▶ **Task brief**
Please copy every line with the string "such" from the entries below.

▶ **Records shown**
========================================================================
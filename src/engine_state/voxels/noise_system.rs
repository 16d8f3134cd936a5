//! # Noise System
//!
//! Deterministic, seeded heightmap noise. Multi-octave Perlin gradient noise is
//! summed, normalised by the total octave amplitude and mapped into `[0, 1]`.

use noise::{NoiseFn, Perlin};

/// Scaling factor applied to world coordinates when sampling the heightmap.
pub const NOISE_SCALE: f64 = 0.01;
/// Octaves summed per heightmap sample.
pub const NOISE_OCTAVES: u32 = 4;
/// Amplitude falloff between octaves.
pub const NOISE_PERSISTENCE: f64 = 0.5;
/// Frequency growth between octaves.
pub const NOISE_LACUNARITY: f64 = 2.0;
/// Terrain height in blocks for a normalised noise value of 1.0.
pub const HEIGHT_AMPLITUDE: f64 = 90.0;

/// Seeded gradient noise used for terrain heights.
#[derive(Clone, Debug)]
pub struct NoiseSystem {
    seed: u32,
    perlin: Perlin,
}

impl NoiseSystem {
    pub fn new(seed: u32) -> Self {
        Self {
            seed,
            perlin: Perlin::new(seed),
        }
    }

    pub fn seed(&self) -> u32 {
        self.seed
    }

    /// Multi-octave noise at `(x, z)`, normalised into `[0, 1]`.
    pub fn octave_noise_01(&self, x: f64, z: f64, octaves: u32) -> f64 {
        let mut total = 0.0;
        let mut amplitude = 1.0;
        let mut frequency = 1.0;
        let mut max_amplitude = 0.0;

        for _ in 0..octaves {
            total += self.perlin.get([x * frequency, z * frequency]) * amplitude;
            max_amplitude += amplitude;
            amplitude *= NOISE_PERSISTENCE;
            frequency *= NOISE_LACUNARITY;
        }

        if max_amplitude == 0.0 {
            return 0.5;
        }

        ((total / max_amplitude + 1.0) * 0.5).clamp(0.0, 1.0)
    }

    /// Surface height `H` of the world column at `(gx, gz)`.
    pub fn surface_height(&self, gx: i32, gz: i32) -> i32 {
        let n = self.octave_noise_01(gx as f64 * NOISE_SCALE, gz as f64 * NOISE_SCALE, NOISE_OCTAVES);
        (n * HEIGHT_AMPLITUDE).floor() as i32
    }
}

#[cfg(test)]
mod tests {
    use super::*;

    #[test]
    fn same_seed_same_heights() {
        let a = NoiseSystem::new(7);
        let b = NoiseSystem::new(7);
        for gx in (-300..300).step_by(37) {
            for gz in (-300..300).step_by(41) {
                assert_eq!(a.surface_height(gx, gz), b.surface_height(gx, gz));
            }
        }
    }

    #[test]
    fn heights_stay_in_amplitude_range() {
        let noise = NoiseSystem::new(0);
        for gx in (-1000..1000).step_by(13) {
            let h = noise.surface_height(gx, gx / 2);
            assert!((0..=HEIGHT_AMPLITUDE as i32).contains(&h), "height {} out of range", h);
        }
    }

    #[test]
    fn zero_octaves_is_midpoint() {
        let noise = NoiseSystem::new(3);
        assert_eq!(noise.octave_noise_01(1.5, 2.5, 0), 0.5);
    }
}
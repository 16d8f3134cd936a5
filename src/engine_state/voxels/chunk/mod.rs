//! # Chunk Module
//!
//! This module provides the `Chunk` struct and the `ChunkKey` that identifies it.
//! A chunk is a 32x32x32 block region of the world, the unit of generation,
//! meshing and streaming.
//!
//! ## Storage
//!
//! Blocks are stored densely in one heap allocation of `BLOCKS_PER_CHUNK` entries
//! indexed `x + D*y + D²*z`. A chunk is built by exactly one worker thread and then
//! moved into the shared block map; it is never mutated after that.

use std::hash::{Hash, Hasher};

use cgmath::{Point3, Vector3};

use super::block::block_side::BlockSide;
use super::block::Block;

pub mod chunk_creation;
pub mod chunk_neighborhood;

/// The dimension (width, height, depth) of a chunk in blocks.
pub const CHUNK_DIMENSION: i32 = 32;
/// The number of blocks in a single 2D plane of a chunk (CHUNK_DIMENSION²).
pub const CHUNK_PLANE_SIZE: i32 = CHUNK_DIMENSION * CHUNK_DIMENSION;
/// The total number of blocks in a chunk (CHUNK_DIMENSION³).
pub const BLOCKS_PER_CHUNK: usize = (CHUNK_PLANE_SIZE * CHUNK_DIMENSION) as usize;
/// The dimension of a chunk including an extra layer of blocks on each side for neighbor lookups.
pub const CHUNK_DIMENSION_WRAPPED: usize = (CHUNK_DIMENSION + 2) as usize;
/// The number of blocks in a wrapped 2D chunk plane.
pub const CHUNK_PLANE_SIZE_WRAPPED: usize = CHUNK_DIMENSION_WRAPPED * CHUNK_DIMENSION_WRAPPED;
/// The total number of blocks in a wrapped chunk.
pub const CHUNK_SIZE_WRAPPED: usize = CHUNK_PLANE_SIZE_WRAPPED * CHUNK_DIMENSION_WRAPPED;

/// Smallest chunk coordinate whose blocks, and whose neighbours' blocks, have
/// i32 world coordinates.
pub const MIN_CHUNK_COORD: i32 = i32::MIN / CHUNK_DIMENSION + 1;
/// Largest such chunk coordinate.
pub const MAX_CHUNK_COORD: i32 = i32::MAX / CHUNK_DIMENSION - 1;

/// Position of a chunk in chunk-grid units.
///
/// Two chunks are the same entity iff their keys are equal.
#[derive(Copy, Clone, Debug, Default, PartialEq, Eq, PartialOrd, Ord)]
pub struct ChunkKey {
    pub x: i32,
    pub y: i32,
    pub z: i32,
}

/// Spreads one axis over 64 bits; distinct multipliers per axis keep `(a, b, c)`
/// and its permutations from colliding once XORed together.
fn axis_hash(value: i32, multiplier: u64) -> u64 {
    let mut h = (value as u32 as u64).wrapping_mul(multiplier);
    h ^= h >> 29;
    h.wrapping_mul(0xBF58_476D_1CE4_E5B9)
}

impl Hash for ChunkKey {
    fn hash<H: Hasher>(&self, state: &mut H) {
        let combined = axis_hash(self.x, 0x9E37_79B9_7F4A_7C15)
            ^ axis_hash(self.y, 0xC2B2_AE3D_27D4_EB4F)
            ^ axis_hash(self.z, 0x1656_67B1_9E37_79F9);
        state.write_u64(combined);
    }
}

impl ChunkKey {
    pub const fn new(x: i32, y: i32, z: i32) -> Self {
        Self { x, y, z }
    }

    /// Manhattan distance in chunk units, saturating at `i32::MAX`.
    pub fn manhattan_distance(&self, other: &ChunkKey) -> i32 {
        let total = self.x.abs_diff(other.x) as u64
            + self.y.abs_diff(other.y) as u64
            + self.z.abs_diff(other.z) as u64;
        total.min(i32::MAX as u64) as i32
    }

    /// Whether the chunk and its six neighbours lie inside i32 world space.
    /// Only such chunks can be generated.
    pub fn is_representable(&self) -> bool {
        let range = MIN_CHUNK_COORD..=MAX_CHUNK_COORD;
        range.contains(&self.x) && range.contains(&self.y) && range.contains(&self.z)
    }

    /// The key of the chunk sharing this chunk's `side` face.
    pub fn offset(&self, side: BlockSide) -> ChunkKey {
        let n = side.normal();
        ChunkKey::new(
            self.x.saturating_add(n.x),
            self.y.saturating_add(n.y),
            self.z.saturating_add(n.z),
        )
    }

    /// World-space block coordinate of this chunk's minimum corner.
    ///
    /// Saturates for keys that are not representable.
    pub fn origin(&self) -> Point3<i32> {
        Point3::new(
            self.x.saturating_mul(CHUNK_DIMENSION),
            self.y.saturating_mul(CHUNK_DIMENSION),
            self.z.saturating_mul(CHUNK_DIMENSION),
        )
    }

    /// The chunk containing the world block `(gx, gy, gz)`.
    pub fn containing_block(gx: i32, gy: i32, gz: i32) -> ChunkKey {
        ChunkKey::new(
            gx.div_euclid(CHUNK_DIMENSION),
            gy.div_euclid(CHUNK_DIMENSION),
            gz.div_euclid(CHUNK_DIMENSION),
        )
    }

    /// The chunk containing a world-space position.
    pub fn from_world_position(position: Point3<f32>) -> ChunkKey {
        Self::containing_block(
            position.x.floor() as i32,
            position.y.floor() as i32,
            position.z.floor() as i32,
        )
    }
}

impl From<Point3<i32>> for ChunkKey {
    fn from(p: Point3<i32>) -> Self {
        ChunkKey::new(p.x, p.y, p.z)
    }
}

impl std::ops::Add<Vector3<i32>> for ChunkKey {
    type Output = ChunkKey;

    fn add(self, rhs: Vector3<i32>) -> ChunkKey {
        ChunkKey::new(
            self.x.saturating_add(rhs.x),
            self.y.saturating_add(rhs.y),
            self.z.saturating_add(rhs.z),
        )
    }
}

/// Index of local block `(x, y, z)` in a chunk's block array.
#[inline]
pub fn block_index(x: usize, y: usize, z: usize) -> usize {
    let d = CHUNK_DIMENSION as usize;
    x + d * y + d * d * z
}

/// A generated 32x32x32 region of blocks.
#[derive(Clone, Debug, PartialEq, Eq)]
pub struct Chunk {
    pub key: ChunkKey,
    blocks: Box<[Block]>,
}

impl Chunk {
    /// Creates a chunk completely filled with air.
    pub fn empty(key: ChunkKey) -> Self {
        Self {
            key,
            blocks: vec![Block::AIR; BLOCKS_PER_CHUNK].into_boxed_slice(),
        }
    }

    /// Wraps an already generated block array.
    ///
    /// # Returns
    /// `None` if `blocks` does not hold exactly `BLOCKS_PER_CHUNK` entries.
    pub fn from_blocks(key: ChunkKey, blocks: Box<[Block]>) -> Option<Self> {
        (blocks.len() == BLOCKS_PER_CHUNK).then_some(Self { key, blocks })
    }

    /// Gets the block at the specified chunk-relative coordinates.
    ///
    /// # Panics
    /// Panics if any coordinate is outside `0..CHUNK_DIMENSION`.
    pub fn block_at(&self, x: usize, y: usize, z: usize) -> Block {
        self.blocks[block_index(x, y, z)]
    }

    pub fn set_block_at(&mut self, x: usize, y: usize, z: usize, block: Block) {
        self.blocks[block_index(x, y, z)] = block;
    }

    pub fn blocks(&self) -> &[Block] {
        &self.blocks
    }

    /// Number of non-air blocks.
    pub fn solid_count(&self) -> usize {
        self.blocks.iter().filter(|b| !b.is_air()).count()
    }

    pub fn is_empty(&self) -> bool {
        self.blocks.iter().all(Block::is_air)
    }
}
//! # Chunk Jobs
//!
//! A job is one request to generate and mesh a chunk. Jobs are ordered for a
//! max-heap so that the *nearest* chunk (lowest priority value) pops first and
//! requests of equal distance pop in submission order.

use std::cmp::Ordering;

use crate::engine_state::voxels::chunk::ChunkKey;

#[derive(Copy, Clone, Debug, PartialEq, Eq)]
pub struct ChunkJob {
    pub key: ChunkKey,
    /// Manhattan distance to the viewer chunk at request time.
    pub priority: i32,
    /// Submission order, for FIFO among equal priorities.
    pub sequence: u64,
}

impl ChunkJob {
    /// Whether the job fell out of range of `center` while it waited.
    ///
    /// Evaluated right after dequeue, before any generation work.
    pub fn is_stale(&self, center: ChunkKey, stream_radius: i32) -> bool {
        self.key.manhattan_distance(&center) > stream_radius
    }
}

impl Ord for ChunkJob {
    fn cmp(&self, other: &Self) -> Ordering {
        other
            .priority
            .cmp(&self.priority)
            .then_with(|| other.sequence.cmp(&self.sequence))
    }
}

impl PartialOrd for ChunkJob {
    fn partial_cmp(&self, other: &Self) -> Option<Ordering> {
        Some(self.cmp(other))
    }
}

#[cfg(test)]
mod tests {
    use std::collections::BinaryHeap;

    use super::*;

    fn job(x: i32, priority: i32, sequence: u64) -> ChunkJob {
        ChunkJob {
            key: ChunkKey::new(x, 0, 0),
            priority,
            sequence,
        }
    }

    #[test]
    fn nearest_first_then_fifo() {
        let mut heap = BinaryHeap::new();
        heap.push(job(0, 5, 0));
        heap.push(job(1, 1, 1));
        heap.push(job(2, 3, 2));
        heap.push(job(3, 1, 3));

        let order: Vec<i32> = std::iter::from_fn(|| heap.pop()).map(|j| j.key.x).collect();
        assert_eq!(order, vec![1, 3, 2, 0]);
    }

    #[test]
    fn staleness_uses_the_current_center() {
        let far = job(100, 100, 0);
        assert!(far.is_stale(ChunkKey::new(0, 0, 0), 10));
        assert!(!far.is_stale(ChunkKey::new(95, 0, 0), 10));
        assert!(!job(10, 10, 0).is_stale(ChunkKey::new(0, 0, 0), 10));
    }
}
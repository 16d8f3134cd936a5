//! View and projection matrices for the terrain draw.
//!
//! The terrain consumes only the two matrices; input handling lives with the
//! embedding application.

use cgmath::*;
use std::f32::consts::FRAC_PI_2;

/// Maps OpenGL clip depth [-1, 1] onto wgpu's [0, 1].
#[rustfmt::skip]
pub const OPENGL_TO_WGPU_MATRIX: cgmath::Matrix4<f32> = cgmath::Matrix4::new(
    1.0, 0.0, 0.0, 0.0,
    0.0, 1.0, 0.0, 0.0,
    0.0, 0.0, 0.5, 0.0,
    0.0, 0.0, 0.5, 1.0,
);

const SAFE_FRAC_PI_2: f32 = FRAC_PI_2 - 0.0001;

/// A first-person viewpoint: world position plus yaw and pitch.
#[derive(Debug, Clone)]
pub struct Camera {
    pub position: Point3<f32>,
    /// Rotation around Y; zero looks down +X.
    pub yaw: Rad<f32>,
    pub pitch: Rad<f32>,
}

impl Camera {
    pub fn new<V: Into<Point3<f32>>, Y: Into<Rad<f32>>, P: Into<Rad<f32>>>(
        position: V,
        yaw: Y,
        pitch: P,
    ) -> Self {
        let mut camera = Self {
            position: position.into(),
            yaw: yaw.into(),
            pitch: pitch.into(),
        };
        camera.clamp_pitch();
        camera
    }

    /// Unit vector the camera looks along.
    pub fn forward(&self) -> Vector3<f32> {
        let (yaw_sin, yaw_cos) = self.yaw.0.sin_cos();
        let (pitch_sin, pitch_cos) = self.pitch.0.sin_cos();
        Vector3::new(pitch_cos * yaw_cos, pitch_sin, pitch_cos * yaw_sin).normalize()
    }

    /// Moves the camera by `distance` along its forward vector.
    pub fn advance(&mut self, distance: f32) {
        self.position += self.forward() * distance;
    }

    /// Adds to yaw and pitch; pitch stays short of straight up or down.
    pub fn rotate(&mut self, yaw: Rad<f32>, pitch: Rad<f32>) {
        self.yaw += yaw;
        self.pitch += pitch;
        self.clamp_pitch();
    }

    /// World-to-view transform.
    pub fn calc_matrix(&self) -> Matrix4<f32> {
        Matrix4::look_to_rh(self.position, self.forward(), Vector3::unit_y())
    }

    fn clamp_pitch(&mut self) {
        if self.pitch < -Rad(SAFE_FRAC_PI_2) {
            self.pitch = -Rad(SAFE_FRAC_PI_2);
        } else if self.pitch > Rad(SAFE_FRAC_PI_2) {
            self.pitch = Rad(SAFE_FRAC_PI_2);
        }
    }
}

/// Perspective projection settings.
#[derive(Debug, Clone)]
pub struct Projection {
    aspect: f32,
    fovy: Rad<f32>,
    znear: f32,
    zfar: f32,
}

impl Projection {
    pub fn new<F: Into<Rad<f32>>>(width: u32, height: u32, fovy: F, znear: f32, zfar: f32) -> Self {
        Self {
            aspect: width as f32 / height.max(1) as f32,
            fovy: fovy.into(),
            znear,
            zfar,
        }
    }

    pub fn resize(&mut self, width: u32, height: u32) {
        self.aspect = width as f32 / height.max(1) as f32;
    }

    pub fn zfar(&self) -> f32 {
        self.zfar
    }

    /// Perspective matrix in wgpu clip space.
    pub fn calc_matrix(&self) -> Matrix4<f32> {
        OPENGL_TO_WGPU_MATRIX * perspective(self.fovy, self.aspect, self.znear, self.zfar)
    }
}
========================================================================
▶ **Response area**
/// Largest such chunk coordinate.
    /// Only such chunks can be generated.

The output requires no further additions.